■ Stored data entries ■
· · ·
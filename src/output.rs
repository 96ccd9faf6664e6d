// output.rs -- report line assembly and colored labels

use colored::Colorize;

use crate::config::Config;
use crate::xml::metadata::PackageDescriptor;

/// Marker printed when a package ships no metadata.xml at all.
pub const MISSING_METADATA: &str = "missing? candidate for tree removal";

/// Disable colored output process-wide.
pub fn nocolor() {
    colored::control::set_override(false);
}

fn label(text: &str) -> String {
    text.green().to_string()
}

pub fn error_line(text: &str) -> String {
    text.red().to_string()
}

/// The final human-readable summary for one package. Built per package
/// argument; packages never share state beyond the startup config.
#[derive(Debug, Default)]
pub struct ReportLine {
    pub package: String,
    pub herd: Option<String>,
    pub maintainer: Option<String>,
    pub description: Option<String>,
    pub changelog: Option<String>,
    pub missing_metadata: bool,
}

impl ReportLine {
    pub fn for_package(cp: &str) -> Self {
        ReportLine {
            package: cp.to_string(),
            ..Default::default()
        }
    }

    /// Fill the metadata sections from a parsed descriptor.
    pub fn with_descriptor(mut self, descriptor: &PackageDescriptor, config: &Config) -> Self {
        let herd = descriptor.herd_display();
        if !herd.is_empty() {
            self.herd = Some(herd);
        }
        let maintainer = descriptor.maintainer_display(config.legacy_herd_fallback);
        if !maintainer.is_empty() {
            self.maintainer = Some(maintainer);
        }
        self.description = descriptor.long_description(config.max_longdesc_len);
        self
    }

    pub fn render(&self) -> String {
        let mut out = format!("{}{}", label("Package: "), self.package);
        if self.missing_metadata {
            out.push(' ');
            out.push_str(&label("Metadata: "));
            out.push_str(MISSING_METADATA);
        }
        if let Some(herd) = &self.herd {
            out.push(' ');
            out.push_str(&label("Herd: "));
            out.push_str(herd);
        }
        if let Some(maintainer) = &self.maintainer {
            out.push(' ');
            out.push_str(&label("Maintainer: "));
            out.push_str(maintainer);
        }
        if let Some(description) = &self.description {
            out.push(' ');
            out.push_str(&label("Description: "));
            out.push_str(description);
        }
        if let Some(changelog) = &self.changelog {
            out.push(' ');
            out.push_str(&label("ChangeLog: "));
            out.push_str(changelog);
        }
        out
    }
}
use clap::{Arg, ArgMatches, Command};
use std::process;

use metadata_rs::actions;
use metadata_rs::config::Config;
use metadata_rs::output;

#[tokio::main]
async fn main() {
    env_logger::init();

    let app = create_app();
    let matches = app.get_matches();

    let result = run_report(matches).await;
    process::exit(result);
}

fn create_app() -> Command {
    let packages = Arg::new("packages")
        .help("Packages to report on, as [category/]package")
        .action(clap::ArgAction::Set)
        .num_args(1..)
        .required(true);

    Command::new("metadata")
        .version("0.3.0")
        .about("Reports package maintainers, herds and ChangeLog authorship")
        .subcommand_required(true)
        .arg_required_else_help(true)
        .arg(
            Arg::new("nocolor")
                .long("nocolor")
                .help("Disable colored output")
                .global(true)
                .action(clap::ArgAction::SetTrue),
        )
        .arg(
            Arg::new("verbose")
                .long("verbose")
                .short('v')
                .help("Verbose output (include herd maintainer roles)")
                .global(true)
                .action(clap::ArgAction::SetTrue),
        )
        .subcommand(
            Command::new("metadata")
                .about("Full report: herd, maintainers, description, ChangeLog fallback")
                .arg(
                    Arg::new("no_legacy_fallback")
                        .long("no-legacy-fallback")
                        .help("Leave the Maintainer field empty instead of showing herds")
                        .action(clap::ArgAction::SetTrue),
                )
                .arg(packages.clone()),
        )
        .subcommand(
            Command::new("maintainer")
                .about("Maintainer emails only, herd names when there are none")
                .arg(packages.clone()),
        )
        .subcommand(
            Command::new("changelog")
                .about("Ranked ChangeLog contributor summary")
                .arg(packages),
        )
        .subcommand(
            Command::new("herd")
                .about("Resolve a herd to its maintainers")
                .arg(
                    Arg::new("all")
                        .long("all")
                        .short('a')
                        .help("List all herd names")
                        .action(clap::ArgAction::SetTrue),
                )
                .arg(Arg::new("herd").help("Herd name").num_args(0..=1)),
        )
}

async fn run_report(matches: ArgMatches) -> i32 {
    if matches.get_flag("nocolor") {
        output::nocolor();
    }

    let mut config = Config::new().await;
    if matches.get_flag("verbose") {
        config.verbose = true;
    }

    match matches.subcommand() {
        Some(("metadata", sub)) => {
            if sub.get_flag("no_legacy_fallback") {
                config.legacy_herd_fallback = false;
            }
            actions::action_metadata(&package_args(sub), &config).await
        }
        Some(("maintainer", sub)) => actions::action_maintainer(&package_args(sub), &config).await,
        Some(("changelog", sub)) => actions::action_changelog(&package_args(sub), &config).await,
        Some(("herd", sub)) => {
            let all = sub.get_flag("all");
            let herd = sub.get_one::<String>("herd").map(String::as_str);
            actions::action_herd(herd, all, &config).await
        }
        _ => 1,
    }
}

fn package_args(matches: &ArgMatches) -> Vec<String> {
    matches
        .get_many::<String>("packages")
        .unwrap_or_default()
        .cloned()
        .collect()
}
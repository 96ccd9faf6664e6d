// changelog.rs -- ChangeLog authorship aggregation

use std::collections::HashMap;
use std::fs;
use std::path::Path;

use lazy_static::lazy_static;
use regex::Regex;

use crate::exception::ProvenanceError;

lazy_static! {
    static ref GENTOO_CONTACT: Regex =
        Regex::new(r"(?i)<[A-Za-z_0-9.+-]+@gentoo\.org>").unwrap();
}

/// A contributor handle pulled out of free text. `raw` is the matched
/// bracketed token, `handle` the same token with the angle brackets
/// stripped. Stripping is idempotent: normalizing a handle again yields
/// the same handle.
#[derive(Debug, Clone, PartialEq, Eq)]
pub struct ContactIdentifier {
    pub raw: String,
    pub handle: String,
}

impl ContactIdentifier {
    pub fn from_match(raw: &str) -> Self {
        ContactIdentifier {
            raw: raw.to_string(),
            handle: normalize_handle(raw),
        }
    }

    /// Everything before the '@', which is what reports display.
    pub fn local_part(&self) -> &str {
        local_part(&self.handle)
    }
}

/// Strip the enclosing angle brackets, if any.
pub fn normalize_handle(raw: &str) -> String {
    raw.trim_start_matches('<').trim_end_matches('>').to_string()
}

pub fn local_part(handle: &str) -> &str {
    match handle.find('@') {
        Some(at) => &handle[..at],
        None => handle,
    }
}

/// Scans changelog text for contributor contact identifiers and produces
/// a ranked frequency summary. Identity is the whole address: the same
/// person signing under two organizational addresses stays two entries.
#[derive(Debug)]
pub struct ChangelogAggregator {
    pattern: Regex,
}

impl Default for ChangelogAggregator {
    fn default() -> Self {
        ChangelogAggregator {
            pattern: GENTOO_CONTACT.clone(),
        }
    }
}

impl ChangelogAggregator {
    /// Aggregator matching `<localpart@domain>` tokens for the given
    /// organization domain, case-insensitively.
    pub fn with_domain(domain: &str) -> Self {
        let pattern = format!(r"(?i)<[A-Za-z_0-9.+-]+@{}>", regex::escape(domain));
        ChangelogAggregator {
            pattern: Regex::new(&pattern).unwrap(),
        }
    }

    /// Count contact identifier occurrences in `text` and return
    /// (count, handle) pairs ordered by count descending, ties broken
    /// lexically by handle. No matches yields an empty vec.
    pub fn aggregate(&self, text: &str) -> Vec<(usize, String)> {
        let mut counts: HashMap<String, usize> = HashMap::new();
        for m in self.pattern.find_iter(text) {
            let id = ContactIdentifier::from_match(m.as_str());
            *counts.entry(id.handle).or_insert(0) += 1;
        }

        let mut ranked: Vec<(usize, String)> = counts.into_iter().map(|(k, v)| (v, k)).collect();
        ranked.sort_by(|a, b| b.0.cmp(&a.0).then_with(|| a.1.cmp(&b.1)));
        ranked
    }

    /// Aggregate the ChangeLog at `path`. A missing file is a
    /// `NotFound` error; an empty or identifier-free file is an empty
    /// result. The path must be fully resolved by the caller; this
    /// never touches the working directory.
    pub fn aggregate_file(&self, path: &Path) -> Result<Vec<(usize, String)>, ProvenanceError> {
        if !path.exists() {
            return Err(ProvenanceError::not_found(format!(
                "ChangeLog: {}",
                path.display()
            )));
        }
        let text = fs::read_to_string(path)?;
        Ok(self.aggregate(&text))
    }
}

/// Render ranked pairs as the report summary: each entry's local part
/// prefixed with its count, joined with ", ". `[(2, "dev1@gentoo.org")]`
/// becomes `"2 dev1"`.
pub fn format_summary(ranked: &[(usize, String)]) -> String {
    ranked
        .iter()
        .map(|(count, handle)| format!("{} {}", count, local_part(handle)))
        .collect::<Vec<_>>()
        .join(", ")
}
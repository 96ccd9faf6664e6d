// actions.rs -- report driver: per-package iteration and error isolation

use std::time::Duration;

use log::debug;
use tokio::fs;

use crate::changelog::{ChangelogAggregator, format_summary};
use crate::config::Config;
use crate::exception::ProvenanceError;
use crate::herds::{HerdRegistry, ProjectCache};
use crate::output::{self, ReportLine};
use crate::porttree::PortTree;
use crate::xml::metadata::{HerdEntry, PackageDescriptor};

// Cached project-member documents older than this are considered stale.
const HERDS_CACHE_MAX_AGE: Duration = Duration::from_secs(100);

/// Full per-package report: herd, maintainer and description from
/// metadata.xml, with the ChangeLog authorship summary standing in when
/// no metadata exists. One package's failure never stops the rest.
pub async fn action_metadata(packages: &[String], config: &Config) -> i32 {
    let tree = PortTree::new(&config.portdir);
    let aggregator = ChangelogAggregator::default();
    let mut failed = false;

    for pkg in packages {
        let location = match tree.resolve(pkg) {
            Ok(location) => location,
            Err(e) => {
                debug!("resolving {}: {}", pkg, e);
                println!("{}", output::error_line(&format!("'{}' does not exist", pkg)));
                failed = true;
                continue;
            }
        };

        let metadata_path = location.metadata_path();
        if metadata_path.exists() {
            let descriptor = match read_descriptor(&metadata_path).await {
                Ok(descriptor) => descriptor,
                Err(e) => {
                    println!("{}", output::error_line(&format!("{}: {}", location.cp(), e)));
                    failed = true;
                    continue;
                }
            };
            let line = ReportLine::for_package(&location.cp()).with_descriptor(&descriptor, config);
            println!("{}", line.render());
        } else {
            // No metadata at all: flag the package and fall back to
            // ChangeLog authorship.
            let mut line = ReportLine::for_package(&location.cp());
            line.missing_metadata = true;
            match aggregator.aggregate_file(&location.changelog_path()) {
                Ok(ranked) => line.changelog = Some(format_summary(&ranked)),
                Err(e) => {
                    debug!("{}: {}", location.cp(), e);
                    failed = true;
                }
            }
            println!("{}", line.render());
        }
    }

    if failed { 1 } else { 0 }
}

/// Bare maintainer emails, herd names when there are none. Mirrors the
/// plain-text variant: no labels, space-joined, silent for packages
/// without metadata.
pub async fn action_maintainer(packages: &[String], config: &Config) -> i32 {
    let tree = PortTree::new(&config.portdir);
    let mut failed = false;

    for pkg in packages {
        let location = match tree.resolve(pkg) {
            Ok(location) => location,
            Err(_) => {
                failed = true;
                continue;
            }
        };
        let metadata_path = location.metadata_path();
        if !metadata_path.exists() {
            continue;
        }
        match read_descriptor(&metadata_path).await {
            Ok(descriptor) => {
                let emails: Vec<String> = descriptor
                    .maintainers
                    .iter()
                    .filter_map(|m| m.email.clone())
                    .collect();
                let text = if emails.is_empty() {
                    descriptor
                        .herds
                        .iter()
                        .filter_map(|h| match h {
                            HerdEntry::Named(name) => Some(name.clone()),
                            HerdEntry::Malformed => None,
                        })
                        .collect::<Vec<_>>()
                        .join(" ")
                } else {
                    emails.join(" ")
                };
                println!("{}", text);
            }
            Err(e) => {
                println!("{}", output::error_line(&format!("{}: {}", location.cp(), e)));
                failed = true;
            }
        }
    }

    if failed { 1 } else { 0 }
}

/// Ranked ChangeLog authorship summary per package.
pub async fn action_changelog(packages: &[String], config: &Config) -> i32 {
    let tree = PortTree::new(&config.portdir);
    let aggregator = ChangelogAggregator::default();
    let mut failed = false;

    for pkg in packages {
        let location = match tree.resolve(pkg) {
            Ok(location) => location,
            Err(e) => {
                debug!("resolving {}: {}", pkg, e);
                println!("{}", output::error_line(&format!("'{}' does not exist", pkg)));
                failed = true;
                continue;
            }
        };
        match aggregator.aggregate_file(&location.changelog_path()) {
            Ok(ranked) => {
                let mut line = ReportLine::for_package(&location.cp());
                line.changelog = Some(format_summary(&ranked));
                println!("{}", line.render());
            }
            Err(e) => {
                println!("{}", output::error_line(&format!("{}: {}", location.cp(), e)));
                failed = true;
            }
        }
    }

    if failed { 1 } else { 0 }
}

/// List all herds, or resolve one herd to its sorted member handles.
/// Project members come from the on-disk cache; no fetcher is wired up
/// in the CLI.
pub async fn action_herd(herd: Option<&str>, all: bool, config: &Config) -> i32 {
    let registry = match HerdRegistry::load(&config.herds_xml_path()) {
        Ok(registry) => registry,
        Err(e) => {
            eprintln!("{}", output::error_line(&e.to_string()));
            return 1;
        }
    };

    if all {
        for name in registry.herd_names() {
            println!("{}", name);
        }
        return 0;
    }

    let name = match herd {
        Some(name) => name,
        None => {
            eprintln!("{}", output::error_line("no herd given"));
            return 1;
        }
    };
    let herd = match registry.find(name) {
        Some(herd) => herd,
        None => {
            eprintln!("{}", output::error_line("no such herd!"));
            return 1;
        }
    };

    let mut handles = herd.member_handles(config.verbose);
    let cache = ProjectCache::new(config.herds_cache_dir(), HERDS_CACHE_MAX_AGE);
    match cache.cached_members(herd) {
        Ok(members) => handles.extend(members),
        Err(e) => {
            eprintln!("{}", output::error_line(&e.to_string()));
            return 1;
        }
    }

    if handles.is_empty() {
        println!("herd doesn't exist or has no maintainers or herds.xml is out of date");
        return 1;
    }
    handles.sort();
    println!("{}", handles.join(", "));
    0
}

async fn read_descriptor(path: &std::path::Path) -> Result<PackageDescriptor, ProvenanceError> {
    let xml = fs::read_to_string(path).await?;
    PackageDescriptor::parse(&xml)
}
· · ·
■ The problem ■
Report, for the data above, every line in which the string "ReportLine" appears.

■ Problem solution ■
pub struct ReportLine {
impl ReportLine {
        ReportLine {
use crate::output::{self, ReportLine};
            let line = ReportLine::for_package(&location.cp()).with_descriptor(&descriptor, config);
            let mut line = ReportLine::for_package(&location.cp());
                let mut line = ReportLine::for_package(&location.cp());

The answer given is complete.